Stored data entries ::
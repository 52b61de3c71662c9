use crate::error::{VaultError, VaultResult};
use hkdf::Hkdf;
use rand::RngCore;
use sha2::{Digest, Sha256};
use zeroize::Zeroizing;

/// Keys for one encrypted store, all derived from a single root key:
///
/// ```text
/// RootKey
///   → IndexKey   (HKDF from root + "blind-index")   : HMAC key for blind index tokens
///   → SealingKey (HKDF from root + "document-seal") : parent of per-document DEKs
///       → DocumentDek (HKDF from SealingKey + random salt)
/// ```
///
/// The index key and the sealing key are independent: holding index tokens
/// gives no way to open an envelope, and the reverse.
pub struct KeyHierarchy {
    root_key: Zeroizing<[u8; 32]>,
}

impl KeyHierarchy {
    pub fn from_raw_key(key: [u8; 32]) -> Self {
        Self {
            root_key: Zeroizing::new(key),
        }
    }

    /// Parse a 64-character hex root key.
    pub fn from_hex(hex_key: &str) -> VaultResult<Self> {
        let bytes = Zeroizing::new(
            hex::decode(hex_key.trim())
                .map_err(|e| VaultError::InvalidKey(format!("root key is not hex: {}", e)))?,
        );
        let key: [u8; 32] = bytes.as_slice().try_into().map_err(|_| {
            VaultError::InvalidKey(format!(
                "root key must be 32 bytes, got {}",
                bytes.len()
            ))
        })?;
        Ok(Self::from_raw_key(key))
    }

    /// Fresh random root key.
    pub fn generate() -> Self {
        let mut key = [0u8; 32];
        rand::rngs::OsRng.fill_bytes(&mut key);
        Self::from_raw_key(key)
    }

    /// Hex encoding of the root key, for handing to an operator once.
    pub fn root_key_hex(&self) -> Zeroizing<String> {
        Zeroizing::new(hex::encode(*self.root_key))
    }

    /// HMAC key for blind index tokens.
    pub fn index_key(&self) -> VaultResult<Zeroizing<[u8; 32]>> {
        hkdf_derive(&*self.root_key, b"blind-index", b"vcstore-index-key")
    }

    /// Parent key for per-document encryption keys.
    pub fn sealing_key(&self) -> VaultResult<Zeroizing<[u8; 32]>> {
        hkdf_derive(&*self.root_key, b"document-seal", b"vcstore-sealing-key")
    }

    /// Public identifier of the index key: `urn:vcstore:hmac:<fingerprint>`.
    pub fn index_id(&self) -> VaultResult<String> {
        Ok(format!(
            "urn:vcstore:hmac:{}",
            fingerprint(&*self.index_key()?)
        ))
    }

    /// Public identifier of the sealing key, recorded in every envelope.
    pub fn sealing_kid(&self) -> VaultResult<String> {
        Ok(format!(
            "urn:vcstore:seal:{}",
            fingerprint(&*self.sealing_key()?)
        ))
    }
}

/// Per-document DEK: HKDF(sealing_key, salt).
pub fn document_dek(sealing_key: &[u8], salt: &[u8]) -> VaultResult<Zeroizing<[u8; 32]>> {
    hkdf_derive(sealing_key, salt, b"vcstore-document-dek")
}

/// First 8 bytes of SHA-256, hex encoded.
fn fingerprint(key: &[u8]) -> String {
    let hash = Sha256::digest(key);
    hex::encode(&hash[..8])
}

/// HKDF-SHA256 key derivation.
fn hkdf_derive(ikm: &[u8], salt: &[u8], info: &[u8]) -> VaultResult<Zeroizing<[u8; 32]>> {
    let hk = Hkdf::<Sha256>::new(Some(salt), ikm);
    let mut okm = [0u8; 32];
    hk.expand(info, &mut okm)
        .map_err(|e| VaultError::KeyDerivation(format!("HKDF expand failed: {}", e)))?;
    Ok(Zeroizing::new(okm))
}

#[cfg(test)]
mod tests {
    use super::*;

    fn test_hierarchy() -> KeyHierarchy {
        KeyHierarchy::from_raw_key([0x42; 32])
    }

    #[test]
    fn test_derivation_deterministic() {
        let h1 = test_hierarchy();
        let h2 = test_hierarchy();
        assert_eq!(*h1.index_key().unwrap(), *h2.index_key().unwrap());
        assert_eq!(*h1.sealing_key().unwrap(), *h2.sealing_key().unwrap());
        assert_eq!(h1.index_id().unwrap(), h2.index_id().unwrap());
    }

    #[test]
    fn test_index_and_sealing_keys_independent() {
        let h = test_hierarchy();
        assert_ne!(*h.index_key().unwrap(), *h.sealing_key().unwrap());
    }

    #[test]
    fn test_different_roots_differ() {
        let h1 = KeyHierarchy::from_raw_key([0x01; 32]);
        let h2 = KeyHierarchy::from_raw_key([0x02; 32]);
        assert_ne!(*h1.index_key().unwrap(), *h2.index_key().unwrap());
        assert_ne!(h1.sealing_kid().unwrap(), h2.sealing_kid().unwrap());
    }

    #[test]
    fn test_index_id_format() {
        let id = test_hierarchy().index_id().unwrap();
        assert!(id.starts_with("urn:vcstore:hmac:"));
        assert_eq!(id.len(), "urn:vcstore:hmac:".len() + 16);
    }

    #[test]
    fn test_from_hex_roundtrip() {
        let h = KeyHierarchy::generate();
        let restored = KeyHierarchy::from_hex(&h.root_key_hex()).unwrap();
        assert_eq!(*h.index_key().unwrap(), *restored.index_key().unwrap());
    }

    #[test]
    fn test_from_hex_rejects_bad_input() {
        assert!(matches!(
            KeyHierarchy::from_hex("not-hex"),
            Err(VaultError::InvalidKey(_))
        ));
        assert!(matches!(
            KeyHierarchy::from_hex("abcd"),
            Err(VaultError::InvalidKey(_))
        ));
    }

    #[test]
    fn test_document_dek_differs_by_salt() {
        let sk = test_hierarchy().sealing_key().unwrap();
        let k1 = document_dek(&*sk, b"salt-1").unwrap();
        let k2 = document_dek(&*sk, b"salt-2").unwrap();
        assert_ne!(*k1, *k2);
    }
}
//! The public credential repository.
//!
//! A repository is bound to one profile scope for its lifetime. Every read is
//! filtered by that scope and every write stamps it into `meta.profileId`.
//! Requests are independent; the repository keeps no state between them.

use serde_json::Value;
use std::collections::HashSet;
use vcstore_core::{
    attr, Credential, CredentialId, CredentialRecord, DocumentBackend, DocumentId, Filter, Meta,
    ProfileId, StoreError, StoreResult, StoredDocument,
};
use vcstore_vault::DocumentStore;

use crate::config::MatchingConfig;
use crate::executor::{ConcurrentExecutor, DEFAULT_MAX_CONCURRENCY};
use crate::query::{IssuerPolicy, QueryByExample, QueryCompiler};

/// Matching engine settings for a repository.
#[derive(Debug, Clone, Copy, PartialEq, Eq)]
pub struct RepositoryOptions {
    pub max_concurrency: usize,
    pub issuer_policy: IssuerPolicy,
}

impl Default for RepositoryOptions {
    fn default() -> Self {
        Self {
            max_concurrency: DEFAULT_MAX_CONCURRENCY,
            issuer_policy: IssuerPolicy::default(),
        }
    }
}

impl From<&MatchingConfig> for RepositoryOptions {
    fn from(config: &MatchingConfig) -> Self {
        Self {
            max_concurrency: config.max_concurrency,
            issuer_policy: config.issuer_policy,
        }
    }
}

/// Conjunctive `find` filter. Unset fields are unconstrained; `types` is a
/// union (any listed type).
#[derive(Debug, Clone, Default, PartialEq)]
pub struct FindFilter {
    pub types: Vec<String>,
    pub parent_id: Option<String>,
    pub displayable: Option<bool>,
}

impl FindFilter {
    pub fn new() -> Self {
        Self::default()
    }

    pub fn with_type(mut self, credential_type: impl Into<String>) -> Self {
        self.types.push(credential_type.into());
        self
    }

    pub fn with_parent_id(mut self, parent_id: impl Into<String>) -> Self {
        self.parent_id = Some(parent_id.into());
        self
    }

    pub fn with_displayable(mut self, displayable: bool) -> Self {
        self.displayable = Some(displayable);
        self
    }
}

pub struct CredentialRepository<B: DocumentBackend> {
    store: DocumentStore<B>,
    profile: ProfileId,
    compiler: QueryCompiler,
    executor: ConcurrentExecutor,
}

impl<B: DocumentBackend> CredentialRepository<B> {
    /// Bind a store to `profile` and make sure the backend indexes exist.
    pub async fn open(
        store: DocumentStore<B>,
        profile: ProfileId,
        options: RepositoryOptions,
    ) -> StoreResult<Self> {
        if profile.as_str().trim().is_empty() {
            return Err(StoreError::InvalidArgument(
                "profile id must not be empty".into(),
            ));
        }
        store.ensure_indexes().await?;
        let compiler = QueryCompiler::new(options.issuer_policy);
        let executor = ConcurrentExecutor::new(options.max_concurrency);
        tracing::info!(
            profile = %profile,
            encrypted = store.is_encrypted(),
            max_concurrency = executor.limit(),
            issuer_policy = ?compiler.policy(),
            "credential repository opened"
        );
        Ok(Self {
            store,
            profile,
            compiler,
            executor,
        })
    }

    pub fn profile(&self) -> &ProfileId {
        &self.profile
    }

    pub fn store(&self) -> &DocumentStore<B> {
        &self.store
    }

    fn scoped(&self) -> Filter {
        Filter::new().eq(attr::META_PROFILE_ID, self.profile.as_str())
    }

    fn by_id(&self, id: &CredentialId) -> StoreResult<Filter> {
        if id.as_str().is_empty() {
            return Err(StoreError::InvalidArgument("credential id is required".into()));
        }
        Ok(self.scoped().eq(attr::CONTENT_ID, id.as_str()))
    }

    /// The credential with this id, or `NotFound`.
    pub async fn get(&self, id: &CredentialId) -> StoreResult<StoredDocument> {
        let filter = self.by_id(id)?;
        self.store
            .find(&filter)
            .await?
            .into_iter()
            .next()
            .ok_or_else(|| StoreError::NotFound(format!("credential {}", id)))
    }

    pub async fn find(&self, filter: &FindFilter) -> StoreResult<Vec<StoredDocument>> {
        let mut query = self.scoped();
        match filter.types.len() {
            0 => {}
            1 => query = query.eq(attr::CONTENT_TYPE, filter.types[0].as_str()),
            _ => {
                let types = filter.types.iter().cloned().map(Value::String).collect();
                query = query.any_of(attr::CONTENT_TYPE, types);
            }
        }
        if let Some(parent_id) = &filter.parent_id {
            query = query.eq(attr::META_PARENT_ID, parent_id.as_str());
        }
        if let Some(displayable) = filter.displayable {
            query = query.eq(attr::META_DISPLAYABLE, displayable);
        }

        let found = self.store.find(&query).await?;
        tracing::debug!(profile = %self.profile, count = found.len(), "find");
        Ok(found)
    }

    /// Store a credential. `meta.issuer` and `meta.profileId` are always
    /// derived here; caller-supplied values for them are discarded.
    pub async fn insert(
        &self,
        credential: Credential,
        meta: Option<Meta>,
    ) -> StoreResult<StoredDocument> {
        let issuer = match credential.issuer_id() {
            Ok(issuer) => issuer,
            Err(e) => {
                tracing::warn!(error = %e, "rejected credential");
                return Err(e);
            }
        };
        match credential.id() {
            Some(id) if !id.is_empty() => {}
            _ => {
                return Err(StoreError::Validation(
                    "a verifiable credential must have a non-empty string id".into(),
                ))
            }
        }

        let mut meta = meta.unwrap_or_default();
        let shadowed = meta.strip_shadowing_extra();
        if !shadowed.is_empty() {
            tracing::warn!(keys = ?shadowed, "discarded metadata keys shadowing managed fields");
        }
        meta.issuer = Some(issuer);
        meta.profile_id = Some(self.profile.clone());

        let stored = self
            .store
            .insert(&CredentialRecord {
                content: credential,
                meta,
            })
            .await?;
        tracing::info!(
            document_id = %stored.id,
            credential_id = stored.content.id().unwrap_or_default(),
            "credential stored"
        );
        Ok(stored)
    }

    /// Remove the credential with this id. `false` if there was none.
    pub async fn delete(&self, id: &CredentialId) -> StoreResult<bool> {
        let filter = self.by_id(id)?;
        let removed = self.store.delete(&filter).await?;
        tracing::info!(credential_id = %id, removed, "delete");
        Ok(removed)
    }

    /// Run a raw `{type, credentialQuery}` request.
    pub async fn match_query(&self, query: &Value) -> StoreResult<Vec<StoredDocument>> {
        let query = QueryByExample::from_request(query)?;
        self.match_example(query).await
    }

    /// Credentials satisfying each query item, concatenated in item order.
    /// A credential satisfying two items appears twice.
    pub async fn match_example(&self, query: QueryByExample) -> StoreResult<Vec<StoredDocument>> {
        let compiled = self.compiler.compile(query)?;

        let results = self
            .executor
            .run(&compiled.sub_queries, |index, sub_query| async move {
                let filters = sub_query.filters(&self.profile);
                tracing::debug!(item = index, candidates = filters.len(), "dispatching sub-query");
                let found = self.store.find_any(&filters).await?;
                Ok(unique_by_id(found))
            })
            .await?;

        tracing::debug!(
            items = compiled.sub_queries.len(),
            results = results.len(),
            "match complete"
        );
        Ok(results)
    }
}

fn unique_by_id(docs: Vec<StoredDocument>) -> Vec<StoredDocument> {
    let mut seen: HashSet<DocumentId> = HashSet::new();
    docs.into_iter()
        .filter(|doc| seen.insert(doc.id.clone()))
        .collect()
}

Try it :: On how many lines above does "executor" occur? Say the number only.

Output :: 6